Task to carry out: The string "tokio" may appear in lines of the data; report how many lines contain it, with no other output.
--- Extracted records ---
use std::collections::VecDeque;

use tokio::sync::{Mutex, Notify};

use crate::peer::piece::PieceWork;

#[derive(Debug, Default)]
struct QueueState {
    pending: VecDeque<PieceWork>,
    in_flight: usize,
    closed: bool,
}

/// Pieces still needed, shared by every peer worker.
///
/// An item is either pending or claimed by exactly one worker. A claimed item
/// goes back with [`WorkQueue::release`] or leaves for good with
/// [`WorkQueue::complete`].
#[derive(Debug, Default)]
pub struct WorkQueue {
    state: Mutex<QueueState>,
    changed: Notify,
}

impl WorkQueue {
    pub fn new(work: impl IntoIterator<Item = PieceWork>) -> Self {
        Self {
            state: Mutex::new(QueueState {
                pending: work.into_iter().collect(),
                ..QueueState::default()
            }),
            changed: Notify::new(),
        }
    }

    /// Claims the first pending item for which `has_piece` is true.
    ///
    /// Parks while other workers hold claims that may come back. Returns
    /// `None` once the queue is closed, or when nothing is claimable and no
    /// claim is outstanding anywhere.
    pub async fn claim(&self, has_piece: impl Fn(u32) -> bool) -> Option<PieceWork> {
        loop {
            let notified = self.changed.notified();
            tokio::pin!(notified);
            // Register before inspecting so a wakeup between unlock and await is kept.
            notified.as_mut().enable();

            {
                let mut state = self.state.lock().await;
                if state.closed {
                    return None;
                }
                if let Some(pos) = state.pending.iter().position(|w| has_piece(w.index)) {
                    let work = state.pending.remove(pos)?;
                    state.in_flight += 1;
                    return Some(work);
                }
                if state.in_flight == 0 {
                    return None;
                }
            }

            notified.await;
        }
    }

    /// Returns a claimed item to the back of the queue.
    pub async fn release(&self, work: PieceWork) {
        let mut state = self.state.lock().await;
        state.in_flight = state.in_flight.saturating_sub(1);
        if !state.closed {
            state.pending.push_back(work);
        }
        drop(state);
        self.changed.notify_waiters();
    }

    /// Drops a claim whose piece was delivered.
    pub async fn complete(&self) {
        let mut state = self.state.lock().await;
        state.in_flight = state.in_flight.saturating_sub(1);
        drop(state);
        self.changed.notify_waiters();
    }

    /// Wakes every parked worker and makes further claims return `None`.
    pub async fn close(&self) {
        let mut state = self.state.lock().await;
        state.closed = true;
        state.pending.clear();
        drop(state);
        self.changed.notify_waiters();
    }

    /// Pending plus claimed items.
    pub async fn remaining(&self) -> usize {
        let state = self.state.lock().await;
        state.pending.len() + state.in_flight
    }
}
use std::fmt;
use std::net::{Ipv4Addr, SocketAddr, SocketAddrV4};

pub mod client;
pub mod connection;
pub mod error;
pub mod handshake;
pub mod message;
pub mod piece;
pub mod state;
pub mod worker;

#[cfg(test)]
pub(crate) mod testing;

/// A remote peer as handed out by the tracker.
#[derive(Debug, Clone, Copy, PartialEq, Eq, Hash)]
pub struct Peer {
    pub ip_addr: Ipv4Addr,
    pub port: u16,
}

impl Peer {
    pub fn socket_addr(&self) -> SocketAddr {
        SocketAddr::V4(SocketAddrV4::new(self.ip_addr, self.port))
    }
}

impl From<SocketAddrV4> for Peer {
    fn from(addr: SocketAddrV4) -> Self {
        Self {
            ip_addr: *addr.ip(),
            port: addr.port(),
        }
    }
}

impl fmt::Display for Peer {
    fn fmt(&self, f: &mut fmt::Formatter<'_>) -> fmt::Result {
        write!(f, "{}:{}", self.ip_addr, self.port)
    }
}

#[cfg(test)]
mod tests {
    use super::*;

    #[test]
    fn test_peer_display() {
        let peer = Peer {
            ip_addr: Ipv4Addr::new(192, 168, 1, 1),
            port: 6881,
        };
        assert_eq!(peer.to_string(), "192.168.1.1:6881");
        assert_eq!(peer.socket_addr(), "192.168.1.1:6881".parse().unwrap());
    }

    #[test]
    fn test_peer_from_socket_addr() {
        let addr: SocketAddrV4 = "10.0.0.1:8080".parse().unwrap();
        let peer = Peer::from(addr);
        assert_eq!(peer.ip_addr, Ipv4Addr::new(10, 0, 0, 1));
        assert_eq!(peer.port, 8080);
    }
}
pub mod errors;
pub mod parser;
---
Your response: 2